The suggestion was also made to consider a similar request of the Government of the Democratic Republic of the Congo. Some members, however, cautioned against confining such special requests to African countries, as that might run contrary to the Committees practice of avoiding selectivity, and result in inattention to some other troubling human rights situations around the world.
The Human Rights Committee, which began its session on 14 March, monitors implementation of the 1966 Covenant by its 154 States parties. At the session just concluded, the Committee studied the reports of Iceland, Kenya, Mauritius, Uzbekistan, and Greece. Under an Optional Protocol to the Covenant, 104 States parties recognize the Committees competence to consider communications from individuals alleging treaty-based rights violations. A second Optional Protocol, to which 54 States are party, seeks to abolish the death penalty.

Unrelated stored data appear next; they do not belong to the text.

//! Concrete profile storage with encryption at rest.
//! Uses AES-GCM with key material supplied by process configuration, a
//! crash-safe atomic file writer, and a named mutex registry for writers.

pub mod atomic_file;
pub mod container;
pub mod crypto;
pub mod key_material;
pub mod named_mutex;
pub mod profile_file_store;

pub use key_material::KeyMaterial;
pub use named_mutex::{LockHandle, NamedMutexRegistry};
pub use profile_file_store::EncryptedProfileStore;
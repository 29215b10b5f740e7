//! Core abstractions for the Oracle profile store: the profile record model,
//! the `ProfileStore` contract and its error taxonomy, and key validation.
//! This crate is intentionally small to keep dependency surface minimal.

pub mod keys;
pub mod profile;
pub mod storage;
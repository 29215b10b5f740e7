use std::fmt;

use base64::{engine::general_purpose, Engine as _};
use rand::{rngs::OsRng, RngCore};
use thiserror::Error;
use zeroize::{Zeroize, ZeroizeOnDrop};

use crate::crypto;

pub const KEY_LENGTH: usize = 32;

/// Key material used for encryption at rest. Zeroized on drop.
#[derive(Clone, PartialEq, Eq, Zeroize, ZeroizeOnDrop)]
pub struct KeyMaterial {
    bytes: [u8; KEY_LENGTH],
}

#[derive(Debug, Error, PartialEq, Eq)]
pub enum KeyError {
    #[error("decode error: {0}")]
    Decode(String),
}

impl KeyMaterial {
    pub fn from_bytes(bytes: [u8; KEY_LENGTH]) -> Self {
        Self { bytes }
    }

    /// Fresh random 256-bit key.
    pub fn generate() -> Self {
        let mut bytes = [0u8; KEY_LENGTH];
        OsRng.fill_bytes(&mut bytes);
        Self { bytes }
    }

    pub fn as_bytes(&self) -> &[u8; KEY_LENGTH] {
        &self.bytes
    }

    /// Parse the base64 form used in configuration.
    pub fn from_base64(secret: &str) -> Result<Self, KeyError> {
        let mut decoded = general_purpose::STANDARD
            .decode(secret.trim())
            .map_err(|e| KeyError::Decode(e.to_string()))?;

        if decoded.len() != KEY_LENGTH {
            let len = decoded.len();
            decoded.zeroize();
            return Err(KeyError::Decode(format!(
                "expected {KEY_LENGTH} bytes, got {len}"
            )));
        }

        let mut bytes = [0u8; KEY_LENGTH];
        bytes.copy_from_slice(&decoded);
        decoded.zeroize();
        Ok(Self { bytes })
    }

    pub fn to_base64(&self) -> String {
        general_purpose::STANDARD.encode(self.bytes)
    }

    /// Short, non-reversible identifier safe to log.
    pub fn fingerprint(&self) -> String {
        crypto::hash(&self.bytes)[..8].to_string()
    }
}

impl fmt::Debug for KeyMaterial {
    fn fmt(&self, f: &mut fmt::Formatter<'_>) -> fmt::Result {
        f.debug_struct("KeyMaterial")
            .field("fingerprint", &self.fingerprint())
            .finish()
    }
}

/// Resolve the configured key, if any. A present but malformed key is an
/// error, never silently treated as "not configured".
pub fn resolve_configured_key(secret: Option<&str>) -> Result<Option<KeyMaterial>, KeyError> {
    match secret.map(str::trim) {
        None | Some("") => Ok(None),
        Some(secret) => KeyMaterial::from_base64(secret).map(Some),
    }
}
use super::PositionTree;
use crate::raw::RawPositionTree;

impl<T> PositionTree<T> {
    /// Creates an empty tree with room for at least `capacity` elements
    /// before the node arena reallocates.
    ///
    /// # Examples
    ///
    /// ```
    /// use edit_tree::PositionTree;
    ///
    /// let tree: PositionTree<char> = PositionTree::with_capacity(32);
    /// assert!(tree.is_empty());
    /// ```
    ///
    /// # Complexity
    ///
    /// O(capacity) for memory allocation.
    #[must_use]
    pub fn with_capacity(capacity: usize) -> Self {
        PositionTree {
            raw: RawPositionTree::with_capacity(capacity),
        }
    }

    /// Returns the number of elements the tree can hold without reallocating
    /// its node arena.
    ///
    /// Slots released by [`remove`](PositionTree::remove) are reused by later
    /// insertions, so the capacity never shrinks.
    ///
    /// # Examples
    ///
    /// ```
    /// use edit_tree::PositionTree;
    ///
    /// let tree: PositionTree<char> = PositionTree::with_capacity(32);
    /// assert_eq!(tree.capacity(), 32);
    /// ```
    ///
    /// # Complexity
    ///
    /// O(1)
    #[must_use]
    pub fn capacity(&self) -> usize {
        self.raw.capacity()
    }
}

Expert from Japan and Special Rapporteur, Nisuke Ando, presented a progress report on such individual communications (document CCPR/C/83/FU2/2005), so as to inform the Committee members of follow-up activities and follow-up information received between Committee sessions on individual communications. Three such reports would be prepared each year by the Special Rapporteur. The contents of those reports would be summarized in the Committees annual report.
Issues and violations found in some States parties ranged from the possible deportation of the wife and children of an author in Australia, a conviction for subversive art and the destruction of a painting in the Republic of Korea, no investigation following torture and inhuman treatment in detention resulting in death in the Russian Federation, and the intimidation of journalists by repeated presentation of defamation of indictments in Sri Lanka. The progress report indicates the recommended remedy, and action taken and further action required.
In closing, Special Representative Bacre Waly NDiaye commended the Committee for striving to make international human rights standards an accepted reality everywhere in the world. It had translated human rights into even greater protection for the victims of violations and had infused respect for and promotion of human rights around the world with a kind of oxygen. The Human Rights Committee had recorded real progress towards universalizing respect for human rights. It taught those countries with good practices how to improve them, and those without how to protect them.
Echoing those remarks, the expert from Tunisia, Abdelfattah Amor, said the Human Rights Committee pulls the human rights train and takes the whole system with it. It had been increasingly strengthened, and would always go ahead, and never backwards, he said.
Committee Chairperson and expert from France, Christine Chanet, thanked the experts, as well as those in the Secretariat who had contributed to a successful session.